March is International Women’s Month, a time that resonates deeply with me. I write about the strong women who have built – and continue to build – our world. The women homesteaders in my “On the Dakota Frontier” series came West to start new lives, facing challenges ranging from prairie fires and blizzards to outlaws and physical attacks. Yet, they all survived and thrived.
Currently, I am writing a non-fiction book about South Dakota’s women homesteaders. One chapter focuses on Edith Ammons. She and her sister, Ida Mary, inspired Charlotte and Elizabeth Ward in Medicine Creek Claim and Iron Horse Claim. Ammons’s semi-autobiographical book, Land of the Burnt Thigh, tells the story of the Ammons sisters on homesteads in Lyman County, South Dakota.

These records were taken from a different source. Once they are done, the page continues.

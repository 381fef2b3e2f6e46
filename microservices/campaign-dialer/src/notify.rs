//! Best-effort email alerting
//!
//! Alerts are side channels, never control flow: every failure here is
//! logged and swallowed, and callers fire these through `tokio::spawn` so a
//! slow SMTP relay cannot stall a dispatch pass.

use lettre::message::header::ContentType;
use lettre::message::Mailbox;
use lettre::transport::smtp::authentication::Credentials;
use lettre::{AsyncSmtpTransport, AsyncTransport, Message, Tokio1Executor};

use crate::config::SmtpConfig;
use crate::contacts::Contact;

/// Email notifier. Disabled (a no-op) when SMTP is not configured.
pub struct Notifier {
    smtp: Option<SmtpNotifier>,
}

struct SmtpNotifier {
    mailer: AsyncSmtpTransport<Tokio1Executor>,
    from: String,
    to: String,
}

impl Notifier {
    pub fn disabled() -> Self {
        Self { smtp: None }
    }

    pub fn from_config(config: Option<&SmtpConfig>) -> Self {
        let Some(config) = config else {
            tracing::warn!("SMTP not configured, email alerts disabled");
            return Self::disabled();
        };

        let relay = match AsyncSmtpTransport::<Tokio1Executor>::starttls_relay(&config.host) {
            Ok(relay) => relay,
            Err(e) => {
                tracing::error!(host = %config.host, "Invalid SMTP relay, alerts disabled: {e}");
                return Self::disabled();
            }
        };

        let mailer = relay
            .port(config.port)
            .credentials(Credentials::new(
                config.username.clone(),
                config.password.clone(),
            ))
            .build();

        Self {
            smtp: Some(SmtpNotifier {
                mailer,
                from: config.from.clone(),
                to: config.to.clone(),
            }),
        }
    }

    /// Send one plain-text alert. Failures are logged, never returned.
    pub async fn notify(&self, subject: &str, body: &str) {
        let Some(smtp) = &self.smtp else {
            tracing::debug!(subject, "Alert skipped, SMTP disabled");
            return;
        };

        let from: Mailbox = match smtp.from.parse() {
            Ok(m) => m,
            Err(e) => {
                tracing::error!(from = %smtp.from, "Invalid alert sender: {e}");
                return;
            }
        };
        let to: Mailbox = match smtp.to.parse() {
            Ok(m) => m,
            Err(e) => {
                tracing::error!(to = %smtp.to, "Invalid alert recipient: {e}");
                return;
            }
        };

        let message = match Message::builder()
            .from(from)
            .to(to)
            .subject(subject)
            .header(ContentType::TEXT_PLAIN)
            .body(body.to_string())
        {
            Ok(m) => m,
            Err(e) => {
                tracing::error!(subject, "Failed to build alert email: {e}");
                return;
            }
        };

        if let Err(e) = smtp.mailer.send(message).await {
            tracing::error!(subject, "Failed to send alert email: {e}");
        } else {
            tracing::info!(subject, "Alert email sent");
        }
    }

    pub async fn notify_long_call(&self, contact: &Contact, duration_seconds: i32) {
        let name = contact.display_name();
        let subject = format!("Call > 30s: {name}");
        let body = format!(
            "A call lasted {duration_seconds} seconds.\n\n\
             Contact: {name}\n\
             Company: {}\n\
             Phone: {}\n\
             Duration: {duration_seconds}s",
            contact.company.as_deref().unwrap_or("unknown"),
            contact.phone,
        );
        self.notify(&subject, &body).await;
    }

    pub async fn notify_call_error(&self, error: &str, context: serde_json::Value) {
        let body = format!(
            "An error occurred with Vapi.\n\nError: {error}\n\nContext:\n{}",
            serde_json::to_string_pretty(&context).unwrap_or_else(|_| context.to_string()),
        );
        self.notify("Vapi Error", &body).await;
    }
}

When fire razed their homes and businesses, Edith and Ida Mary didn’t give up. Edith wrote:
In less than thirty minutes the post office, the store with its supply of food, the print shop were gone. The harvest of long months of labor and storm, thirst and fire, vanished as though it had never been –gone up in clouds of heavy, black smoke. Of one thing we were sure. We would not go back home for help.
This passage from the book captures the grit, determination, and courage that women homesteaders exhibited:
Most of our neighbors were proving up, going back. But we realized, with a little shock of surprise, that we did not want to go back. Imperceptibly, we were a part of its life, it was a part of us. Its hardships were more than compensated for by its unshackled freedom.